The penalty for not buying insurance this first year is $95 per adult, $47.50 per child (up to $285 for a family), or 1 percent of taxable income, whichever is greater.

Persuading healthy young people to sign up for health insurance has been vital to the success of Obamacare. Without them to balance out the older, sicker people who buy insurance in higher numbers, coverage would cost more. The promise of low premiums was the carrot used to persuade younger people to plunge into the insurance pool. The stick was the penalty.

Graetz's team wanted to find out if the carrot and stick idea was working by focusing on the least expensive bronze plans. Those plans were chosen by 31 percent of the 18-to-34-year-olds who bought ACA insurance in Pennsylvania, and by 24 percent in New Jersey.

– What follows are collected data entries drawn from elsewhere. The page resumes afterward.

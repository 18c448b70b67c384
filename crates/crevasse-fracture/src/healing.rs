//! Strain-rate driven fracture healing.

/// Healing law parameters.
///
/// Healing is a decrement: with the default sign conventions the
/// returned rates are `<= 0`.
#[derive(Clone, Copy, Debug, Default, PartialEq)]
pub struct HealingLaw {
    /// Healing constant γh.
    pub rate: f64,
    /// Strain-rate threshold (s⁻¹).
    pub threshold: f64,
    /// Heal at `γh · (−threshold)` everywhere, ignoring the strain rate.
    pub constant: bool,
    /// Scale by the intact fraction `1 − D_old`.
    pub weighted: bool,
}

impl HealingLaw {
    /// Per-second change in fracture density at an icy cell, or `None`
    /// where healing does not apply.
    ///
    /// `damage_old` is the density at the start of the step.
    pub fn rate(&self, e1: f64, damage_old: f64) -> Option<f64> {
        let base = if self.constant {
            self.rate * -self.threshold
        } else if e1 < self.threshold {
            self.rate * (e1 - self.threshold).min(0.0)
        } else {
            return None;
        };
        Some(if self.weighted {
            base * (1.0 - damage_old)
        } else {
            base
        })
    }
}

#[cfg(test)]
mod tests {
    use super::*;

    fn law() -> HealingLaw {
        HealingLaw {
            rate: 0.5,
            threshold: 2.0e-10,
            constant: false,
            weighted: false,
        }
    }

    #[test]
    fn no_healing_above_threshold() {
        assert_eq!(law().rate(3.0e-10, 0.5), None);
        assert_eq!(law().rate(2.0e-10, 0.5), None);
    }

    #[test]
    fn healing_below_threshold_is_proportional() {
        let r = law().rate(0.0, 0.5).unwrap();
        assert!((r - -1.0e-10).abs() < 1e-24);
    }

    #[test]
    fn constant_healing_ignores_strain_rate() {
        let l = HealingLaw {
            constant: true,
            ..law()
        };
        assert_eq!(l.rate(1.0, 0.0), Some(0.5 * -2.0e-10));
        assert_eq!(l.rate(-1.0, 0.0), Some(0.5 * -2.0e-10));
    }

    #[test]
    fn weighting_uses_old_density() {
        let l = HealingLaw {
            weighted: true,
            constant: true,
            ..law()
        };
        assert_eq!(l.rate(0.0, 1.0), Some(0.0 * -1.0e-10));
        let half = l.rate(0.0, 0.5).unwrap();
        assert!((half - -0.5e-10).abs() < 1e-24);
    }

    #[test]
    fn zero_constant_never_heals() {
        let l = HealingLaw {
            rate: 0.0,
            ..law()
        };
        assert_eq!(l.rate(-1.0, 0.2), Some(0.0));
    }
}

Obamacare plans are categorized into tiers - bronze, silver, gold, and platinum. Bronze (the only level included in the study) has the lowest monthly premiums but the highest out-of-pocket costs. The average deductible (the amount you must pay before insurance takes over) for a bronze plan, for example, is more than $5,000 a year. Copays (a fixed amount you pay for an office visit or for covered prescription drugs) and in some cases coinsurance (where you pay a percentage rather than a fixed amount) also are high.

For their study, the researchers collected premium data for every plan offered on state and federal marketplaces nationwide. Using the after-subsidy premium price, the team came up with variations in premium affordability by age, income, and geographic area.

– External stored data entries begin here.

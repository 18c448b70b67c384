//! Halo (ghost-layer) behaviour at the edge of the domain.

/// How the halo layer around the domain is populated.
///
/// Controls what a ±1 stencil sees when it reaches past the first or last
/// row or column. Only stencils centred on the outermost ring reach the
/// halo; a cell one step inside reads that ring, which is interior. The
/// fracture model overwrites every outer-ring cell with a neutral value,
/// so the halo never reaches its persisted fields. It does matter to code
/// that reads edge stencils directly.
///
/// # Examples
///
/// ```
/// use crevasse_grid::{Array2D, EdgeBehavior, Grid2D};
///
/// let grid = Grid2D::new(3, 1, 1.0, 1.0).unwrap();
/// let mut a = Array2D::from_interior(&grid, vec![1.0, 2.0, 3.0]).unwrap();
///
/// a.fill_halo(EdgeBehavior::Wrap);
/// assert_eq!(a.get(-1, 0), 3.0);
///
/// a.fill_halo(EdgeBehavior::Clamp);
/// assert_eq!(a.get(-1, 0), 1.0);
///
/// a.fill_halo(EdgeBehavior::Absorb);
/// assert_eq!(a.get(-1, 0), 0.0);
/// ```
#[derive(Clone, Copy, Debug, Default, PartialEq, Eq, Hash)]
pub enum EdgeBehavior {
    /// Out-of-bounds neighbour copies the nearest edge cell.
    Clamp,
    /// Out-of-bounds neighbour wraps to the opposite side (periodic).
    #[default]
    Wrap,
    /// Out-of-bounds neighbour reads the default value (zero for scalars).
    Absorb,
}

impl EdgeBehavior {
    /// Resolve a single axis position `val` on an axis of length `len`.
    ///
    /// Returns `Some(index)` inside `[0, len)`, or `None` when the halo
    /// cell has no interior source (Absorb).
    pub fn resolve_axis(self, val: isize, len: usize) -> Option<usize> {
        let n = len as isize;
        if val >= 0 && val < n {
            return Some(val as usize);
        }
        match self {
            Self::Absorb => None,
            Self::Clamp => Some(val.clamp(0, n - 1) as usize),
            Self::Wrap => Some(val.rem_euclid(n) as usize),
        }
    }
}

#[cfg(test)]
mod tests {
    use super::*;

    #[test]
    fn resolve_axis_in_bounds() {
        assert_eq!(EdgeBehavior::Absorb.resolve_axis(2, 5), Some(2));
        assert_eq!(EdgeBehavior::Wrap.resolve_axis(0, 5), Some(0));
    }

    #[test]
    fn resolve_axis_absorb_out_of_bounds() {
        assert_eq!(EdgeBehavior::Absorb.resolve_axis(-1, 5), None);
        assert_eq!(EdgeBehavior::Absorb.resolve_axis(5, 5), None);
    }

    #[test]
    fn resolve_axis_clamp() {
        assert_eq!(EdgeBehavior::Clamp.resolve_axis(-1, 5), Some(0));
        assert_eq!(EdgeBehavior::Clamp.resolve_axis(5, 5), Some(4));
    }

    #[test]
    fn resolve_axis_wrap() {
        assert_eq!(EdgeBehavior::Wrap.resolve_axis(-1, 5), Some(4));
        assert_eq!(EdgeBehavior::Wrap.resolve_axis(5, 5), Some(0));
    }

    #[test]
    fn default_is_periodic() {
        assert_eq!(EdgeBehavior::default(), EdgeBehavior::Wrap);
    }
}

To their surprise, they found that people between 21 and 53 with incomes at 200 percent of the federal poverty level ($22,980 for an individual in 2013) who purchased the cheapest bronze plans paid a higher monthly premium than people 54 to 64 with the same income.

"Normally you expect older people to pay more in terms of premiums because they have a higher demand for health insurance," Graetz said. "But when you look at people receiving subsidies the reverse seems true. So this is a reversal of the premium age curve."

So what's the thinking behind the premium age curve? In the simplest terms, the higher your premium, the more you save after factoring in age and subsidy. Graetz explained the complicated formula using a fictitious Emily, 21, and Bob, 64, at 400 percent of the poverty level, which is the highest income eligible for a subsidy and was used by the government as the starting point for calculating subsidies at all levels.

Based on an average of policies across the country, the premium for the cheapest bronze plan turns out to be $240 a month for Emily and $720 for Bob.

To arrive at their monthly premium, you have to subtract the benchmark premium - defined as the second-lowest-cost silver plan - from the premium cap, which is the amount of subsidy given to purchase the benchmark plan based on an individual's income, regardless of what plan is actually purchased.

The benchmark premium for Emily is $290; for Bob, $870. That makes the premium cap (9.5 percent of their income) $270. So Emily receives a $20-a-month subsidy while Bob gets $600 a month. That means that, for the same policy, young Emily will pay $220 monthly premiums, while older Bob pays $120.

Graetz is concerned that the higher premium payments will keep younger people out of the market if they think coverage is unaffordable or unfair. Her study, she hopes, will bring attention to kinks in the law.

"The main message is not that the ACA isn't working," she said. "There are some gaps that I think we can address to make it better."

The good news for Obamacare is that most people are purchasing the more generous and comprehensive silver-tier plans.

This article was written in partnership with Kaiser Health News, an editorially independent program of the Kaiser Family Foundation.